Os saudosos Evaristo de Moraes e René Dotti, dois dos maiores juristas de nosso país, integravam o CNPCP por mim presidido na época. Insistiram muito para que o projeto fosse o mais objetivo possível, descrevendo condutas efetivas e de fato.  Procuramos, unanimemente, tipificar figuras concretas, e não meras cogitações.

Houve críticas, claro, mas o debate sempre enriquece as propostas. E qualquer lei de defesa da democracia seria melhor do que a questionada LSN.

Era tempo de Constituinte, e o presidente Sarney insinuava que “não tinha cacife para desafiar a cúpula militar”, como registrado na Folha pelo saudoso Clóvis Rossi. Até hoje muitas omissões usam como justificativa um suposto veto militar, que na maioria das vezes nem existe.

Em tese, a LSN visa proteger a integridade do território e a soberania da nação, o regime democrático e o estado de direito. Tudo isso merece efetiva proteção. É necessário combater a sedição, a traição, o golpe. Por que falharam então todas as tentativas de substituir a LSN por uma verdadeira e efetiva Lei de Defesa do Estado Democrático?

No governo Fernando Henrique, o titular da Justiça, Miguel Reale Júnior, montou outra comissão com mesmo objetivo.
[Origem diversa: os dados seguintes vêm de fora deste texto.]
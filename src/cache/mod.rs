//! Request cache: keyed storage of fetched results with staleness tracking,
//! in-flight awareness, and synchronous per-key change notification.
//!
//! The cache itself never fetches. The sync engine is its single writer;
//! everything else observes.

mod entry;
mod store;

pub use entry::{CacheEntry, EntryState, KeyScope};
pub use store::{RequestCache, SubscriptionId};
#[cfg(test)]
mod tests {
  use super::*;
  use crate::session::{AuthGrant, Credentials, MemorySessionPersist, Principal};
  use std::collections::BTreeSet;
  use std::sync::atomic::AtomicU32;
  use std::time::Duration;

  fn engine() -> SyncEngine {
    let _ = tracing_subscriber::fmt()
      .with_env_filter(tracing_subscriber::EnvFilter::from_default_env())
      .with_test_writer()
      .try_init();
    SyncEngine::new(EngineConfig {
      retry: RetryPolicy {
        max_attempts: 3,
        base_delay_ms: 10,
        max_delay_ms: 50,
      },
      ..EngineConfig::default()
    })
  }

  fn counted_fetcher(
    calls: &Arc<AtomicU32>,
    fail_first: u32,
  ) -> impl Fn() -> BoxFuture<'static, Result<String, FetchError>> + Send + Sync + 'static {
    let calls = calls.clone();
    move || {
      let n = calls.fetch_add(1, Ordering::SeqCst);
      async move {
        if n < fail_first {
          Err(FetchError::Network("connection reset".to_string()))
        } else {
          Ok(format!("result-{}", n))
        }
      }
      .boxed()
    }
  }

  #[tokio::test]
  async fn test_fetch_retries_until_success() {
    // Fails twice, succeeds on the third attempt
    let calls = Arc::new(AtomicU32::new(0));
    let engine = engine();

    let value = engine
      .query::<String, _, _>("user:1", counted_fetcher(&calls, 2), QueryOptions::default())
      .resolved()
      .await
      .unwrap();

    assert_eq!(value, "result-2");
    assert_eq!(calls.load(Ordering::SeqCst), 3);
    let entry = engine.cache().get("user:1").unwrap();
    assert_eq!(entry.effective_state(Utc::now()), EntryState::Fresh);
  }

  #[tokio::test]
  async fn test_concurrent_queries_share_one_fetch() {
    let calls = Arc::new(AtomicU32::new(0));
    let calls_clone = calls.clone();
    let engine = engine();

    let slow_fetcher = move || {
      let calls = calls_clone.clone();
      async move {
        calls.fetch_add(1, Ordering::SeqCst);
        tokio::time::sleep(Duration::from_millis(50)).await;
        Ok::<_, FetchError>("shared".to_string())
      }
    };

    let first = engine.query::<String, _, _>("user:1", slow_fetcher.clone(), QueryOptions::default());
    let second = engine.query::<String, _, _>("user:1", slow_fetcher, QueryOptions::default());

    let (a, b) = tokio::join!(first.resolved(), second.resolved());
    assert_eq!(a.unwrap(), "shared");
    assert_eq!(b.unwrap(), "shared");
    assert_eq!(calls.load(Ordering::SeqCst), 1);
  }

  #[tokio::test]
  async fn test_fresh_hit_skips_the_network() {
    let calls = Arc::new(AtomicU32::new(0));
    let engine = engine();

    engine
      .query::<String, _, _>("k", counted_fetcher(&calls, 0), QueryOptions::default())
      .resolved()
      .await
      .unwrap();

    let hit = engine.query::<String, _, _>("k", counted_fetcher(&calls, 0), QueryOptions::default());
    assert!(hit.is_settled());
    assert_eq!(hit.state, EntryState::Fresh);
    assert_eq!(hit.value, Some("result-0".to_string()));
    assert_eq!(calls.load(Ordering::SeqCst), 1);
  }

  #[tokio::test]
  async fn test_stale_value_served_while_revalidating() {
    let calls = Arc::new(AtomicU32::new(0));
    let engine = engine();
    let options = QueryOptions {
      stale_after: Some(chrono::Duration::zero()),
      ..QueryOptions::default()
    };

    engine
      .query::<String, _, _>("k", counted_fetcher(&calls, 0), options.clone())
      .resolved()
      .await
      .unwrap();

    let stale = engine.query::<String, _, _>("k", counted_fetcher(&calls, 0), options);
    assert_eq!(stale.state, EntryState::Stale);
    assert!(stale.revalidating);
    assert_eq!(stale.value, Some("result-0".to_string()));

    let refreshed = stale.resolved().await.unwrap();
    assert_eq!(refreshed, "result-1");
    assert_eq!(calls.load(Ordering::SeqCst), 2);
  }

  #[tokio::test]
  async fn test_exhausted_retries_cache_the_error() {
    let calls = Arc::new(AtomicU32::new(0));
    let engine = engine();

    let result = engine
      .query::<String, _, _>("k", counted_fetcher(&calls, 99), QueryOptions::default())
      .resolved()
      .await;
    assert!(matches!(result, Err(FetchError::Network(_))));
    assert_eq!(calls.load(Ordering::SeqCst), 3);

    // The cached error is served without touching the fetcher again
    let again = engine.query::<String, _, _>("k", counted_fetcher(&calls, 99), QueryOptions::default());
    assert!(again.is_settled());
    assert_eq!(again.state, EntryState::Error);
    assert!(matches!(again.resolved().await, Err(FetchError::Network(_))));
    assert_eq!(calls.load(Ordering::SeqCst), 3);

    // Invalidation clears the error and allows a refetch
    engine.invalidate("k");
    let result = engine
      .query::<String, _, _>("k", counted_fetcher(&calls, 0), QueryOptions::default())
      .resolved()
      .await;
    assert!(result.is_ok());
  }

  #[tokio::test]
  async fn test_non_retryable_error_fails_fast() {
    let calls = Arc::new(AtomicU32::new(0));
    let calls_clone = calls.clone();
    let engine = engine();

    let result = engine
      .query::<String, _, _>(
        "k",
        move || {
          calls_clone.fetch_add(1, Ordering::SeqCst);
          async {
            Err::<String, _>(FetchError::Server {
              code: 404,
              message: "not found".to_string(),
            })
          }
        },
        QueryOptions::default(),
      )
      .resolved()
      .await;

    assert!(matches!(result, Err(FetchError::Server { code: 404, .. })));
    assert_eq!(calls.load(Ordering::SeqCst), 1);
  }

  #[tokio::test]
  async fn test_timeout_counts_as_retryable_attempt() {
    let calls = Arc::new(AtomicU32::new(0));
    let calls_clone = calls.clone();
    let engine = engine();
    let options = QueryOptions {
      timeout: Some(Duration::from_millis(20)),
      retry: Some(RetryPolicy {
        max_attempts: 2,
        base_delay_ms: 5,
        max_delay_ms: 10,
      }),
      ..QueryOptions::default()
    };

    let result = engine
      .query::<String, _, _>(
        "k",
        move || {
          let n = calls_clone.fetch_add(1, Ordering::SeqCst);
          async move {
            if n == 0 {
              // First attempt hangs past the timeout
              tokio::time::sleep(Duration::from_secs(5)).await;
            }
            Ok("late".to_string())
          }
        },
        options,
      )
      .resolved()
      .await;

    assert_eq!(result.unwrap(), "late");
    assert_eq!(calls.load(Ordering::SeqCst), 2);
  }

  #[tokio::test]
  async fn test_cancel_reverts_and_aborts_callers() {
    let engine = engine();
    let pending = engine.query::<String, _, _>(
      "k",
      || async {
        tokio::time::sleep(Duration::from_secs(5)).await;
        Ok("never".to_string())
      },
      QueryOptions::default(),
    );

    engine.cancel("k");
    assert!(matches!(pending.resolved().await, Err(FetchError::Aborted)));
    let entry = engine.cache().get("k").unwrap();
    assert_eq!(entry.state, EntryState::Empty);
  }

  #[tokio::test]
  async fn test_invalidate_refetches_for_subscribers() {
    let calls = Arc::new(AtomicU32::new(0));
    let engine = engine();

    engine
      .query::<String, _, _>("k", counted_fetcher(&calls, 0), QueryOptions::default())
      .resolved()
      .await
      .unwrap();
    engine.cache().subscribe("k", |_, _| {});

    engine.invalidate("k");
    tokio::time::sleep(Duration::from_millis(50)).await;

    assert_eq!(calls.load(Ordering::SeqCst), 2);
    let entry = engine.cache().get("k").unwrap();
    assert_eq!(entry.effective_state(Utc::now()), EntryState::Fresh);
  }

  #[tokio::test]
  async fn test_invalidate_without_subscribers_stays_stale() {
    let calls = Arc::new(AtomicU32::new(0));
    let engine = engine();

    engine
      .query::<String, _, _>("k", counted_fetcher(&calls, 0), QueryOptions::default())
      .resolved()
      .await
      .unwrap();

    engine.invalidate("k");
    tokio::time::sleep(Duration::from_millis(30)).await;

    assert_eq!(calls.load(Ordering::SeqCst), 1);
    assert_eq!(engine.cache().get("k").unwrap().state, EntryState::Stale);
  }

  #[tokio::test]
  async fn test_mutation_commit_and_dependent_invalidation() {
    let engine = engine();
    engine.cache().put(
      "todo:5",
      serde_json::json!({"done": false}),
      chrono::Duration::seconds(60),
      KeyScope::Shared,
    );
    engine.cache().put(
      "todos",
      serde_json::json!([{"id": 5}]),
      chrono::Duration::seconds(60),
      KeyScope::Shared,
    );

    let committed = engine
      .mutate(
        "todo:5",
        serde_json::json!({"done": true}),
        || async { Ok(serde_json::json!({"done": true, "version": 2})) },
        MutateOptions {
          invalidates: vec!["todos".to_string()],
          ..MutateOptions::default()
        },
      )
      .await
      .unwrap();

    assert_eq!(committed["version"], 2);
    let entry = engine.cache().get("todo:5").unwrap();
    assert_eq!(entry.value.unwrap()["version"], 2);
    assert_eq!(engine.cache().get("todos").unwrap().state, EntryState::Stale);
    assert!(engine.pending_mutation("todo:5").is_none());
  }

  #[tokio::test]
  async fn test_mutation_rollback_restores_previous_value() {
    let engine = engine();
    engine.cache().put(
      "todo:5",
      serde_json::json!({"done": false}),
      chrono::Duration::seconds(60),
      KeyScope::Shared,
    );

    let result = engine
      .mutate(
        "todo:5",
        serde_json::json!({"done": true}),
        || async { Err::<Value, _>(MutationError::Conflict("version mismatch".to_string())) },
        MutateOptions::default(),
      )
      .await;

    assert!(matches!(result, Err(MutationError::Conflict(_))));
    let entry = engine.cache().get("todo:5").unwrap();
    assert_eq!(entry.value.unwrap()["done"], false);
    assert!(engine.pending_mutation("todo:5").is_none());
  }

  #[tokio::test]
  async fn test_optimistic_value_visible_before_commit() {
    let engine = engine();
    let observed = Arc::new(Mutex::new(Vec::new()));
    let observed_clone = observed.clone();
    engine.cache().subscribe("todo:5", move |_, entry| {
      if let Some(value) = &entry.value {
        observed_clone.lock().push(value["done"].clone());
      }
    });

    engine
      .mutate(
        "todo:5",
        serde_json::json!({"done": true}),
        || async {
          tokio::time::sleep(Duration::from_millis(20)).await;
          Ok(serde_json::json!({"done": true}))
        },
        MutateOptions::default(),
      )
      .await
      .unwrap();

    // Optimistic write first, commit second
    let observed = observed.lock();
    assert!(observed.len() >= 2);
    assert_eq!(observed[0], Value::from(true));
  }

  #[tokio::test]
  async fn test_same_key_mutations_apply_in_issue_order() {
    let engine = engine();
    let order = Arc::new(Mutex::new(Vec::new()));

    let first = {
      let order = order.clone();
      engine.mutate(
        "k",
        Value::from(1),
        move || async move {
          // Slow first mutation must still commit before the second
          tokio::time::sleep(Duration::from_millis(50)).await;
          order.lock().push(1);
          Ok(Value::from(1))
        },
        MutateOptions::default(),
      )
    };
    let second = {
      let order = order.clone();
      engine.mutate(
        "k",
        Value::from(2),
        move || async move {
          order.lock().push(2);
          Ok(Value::from(2))
        },
        MutateOptions::default(),
      )
    };

    let (a, b) = tokio::join!(first, second);
    a.unwrap();
    b.unwrap();

    assert_eq!(*order.lock(), vec![1, 2]);
    // Last issued mutation wins
    assert_eq!(engine.cache().get("k").unwrap().value, Some(Value::from(2)));
  }

  #[tokio::test]
  async fn test_mutation_keeps_user_scope() {
    let engine = engine();
    let options = QueryOptions {
      scope: KeyScope::User,
      ..QueryOptions::default()
    };
    engine
      .query::<String, _, _>("me", || async { Ok("alice".to_string()) }, options)
      .resolved()
      .await
      .unwrap();

    engine
      .mutate(
        "me",
        Value::from("bob"),
        || async { Ok(Value::from("bob")) },
        MutateOptions::default(),
      )
      .await
      .unwrap();

    // The commit must not re-tag the entry Shared
    assert_eq!(engine.cache().get("me").unwrap().scope, KeyScope::User);
    engine.evict_user_scoped();
    assert!(engine.cache().get("me").is_none());
  }

  #[tokio::test]
  async fn test_gc_drops_engine_bookkeeping() {
    let calls = Arc::new(AtomicU32::new(0));
    let engine = SyncEngine::new(EngineConfig {
      gc_max_age_ms: 0,
      ..EngineConfig::default()
    });

    engine
      .query::<String, _, _>("k", counted_fetcher(&calls, 0), QueryOptions::default())
      .resolved()
      .await
      .unwrap();
    engine
      .mutate(
        "k",
        Value::from(1),
        || async { Ok(Value::from(1)) },
        MutateOptions::default(),
      )
      .await
      .unwrap();
    tokio::time::sleep(Duration::from_millis(5)).await;

    assert_eq!(engine.gc(), 1);
    assert!(engine.cache().get("k").is_none());
    assert!(!engine.inner.fetchers.lock().contains_key("k"));
    assert!(!engine.inner.mutation_locks.lock().contains_key("k"));
  }

  #[tokio::test]
  async fn test_session_expiry_evicts_user_scoped_entries() {
    let engine = engine();
    let store = SessionStore::new(MemorySessionPersist::new());
    engine.bind_session(&store);

    store
      .login(
        Credentials {
          username: "alice".to_string(),
          secret: "hunter2".to_string(),
        },
        |_| async {
          Ok(AuthGrant {
            principal: Principal {
              id: "u1".to_string(),
              display_name: None,
              capabilities: BTreeSet::new(),
            },
            token: "tok".to_string(),
            expires_at: Utc::now() + chrono::Duration::milliseconds(100),
          })
        },
      )
      .await
      .unwrap();

    let options = QueryOptions {
      scope: KeyScope::User,
      ..QueryOptions::default()
    };
    engine
      .query::<String, _, _>("me", || async { Ok("alice".to_string()) }, options)
      .resolved()
      .await
      .unwrap();
    assert!(engine.cache().get("me").is_some());

    tokio::time::sleep(Duration::from_millis(200)).await;
    assert!(!store.is_authenticated());
    assert!(engine.cache().get("me").is_none());
  }

  #[tokio::test]
  async fn test_reset_clears_everything() {
    let calls = Arc::new(AtomicU32::new(0));
    let engine = engine();

    engine
      .query::<String, _, _>("k", counted_fetcher(&calls, 0), QueryOptions::default())
      .resolved()
      .await
      .unwrap();
    engine.reset();

    assert!(engine.cache().get("k").is_none());
    assert!(engine.pending_mutation("k").is_none());
  }
}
Dela fazia parte o hoje ministro do STF Luís Roberto Barroso. O novo projeto não teve melhor sorte, naufragou como tantos outros.

Fala-se hoje de várias proposições em tramitação nas duas casas do Congresso, mas há notícias de que a maior preocupação seria a de preservar as prerrogativas dos parlamentares.

A perplexidade é que, embora a LSN não tenha sido aplicada nos três últimos anos do governo militar, ela voltou a ser usada pelo atual titular da Justiça para determinar instauração de inquéritos. Mais grave, foi usada pelo STF como justificativa para prisão em flagrante de parlamentar que, em tese, extrapolou limites de liberdade de expressão.

Nesse quadro, como seria possível irmos agora ao Supremo para arguir inconstitucionalidade, ainda que de um só artigo, da Lei de Segurança Nacional?

Será confortável manter o bicho papão no armário para facilitar a vida de algumas autoridades em caso de conveniência, ou está na hora de mudar a lei? Muitos setores dizem querer seu fim, mas possivelmente têm medo de uma Lei de Defesa do Estado Democrático com mais legitimidade e que seja mais difícil de contestar.

Até quando vai prevalecer o oportunismo de governos e parlamentares no trato de uma questão de tal gravidade? Quando vamos acabar de vez com as sobras da ditadura e lutar pela defesa objetiva da nossa sempre ameaçada democracia?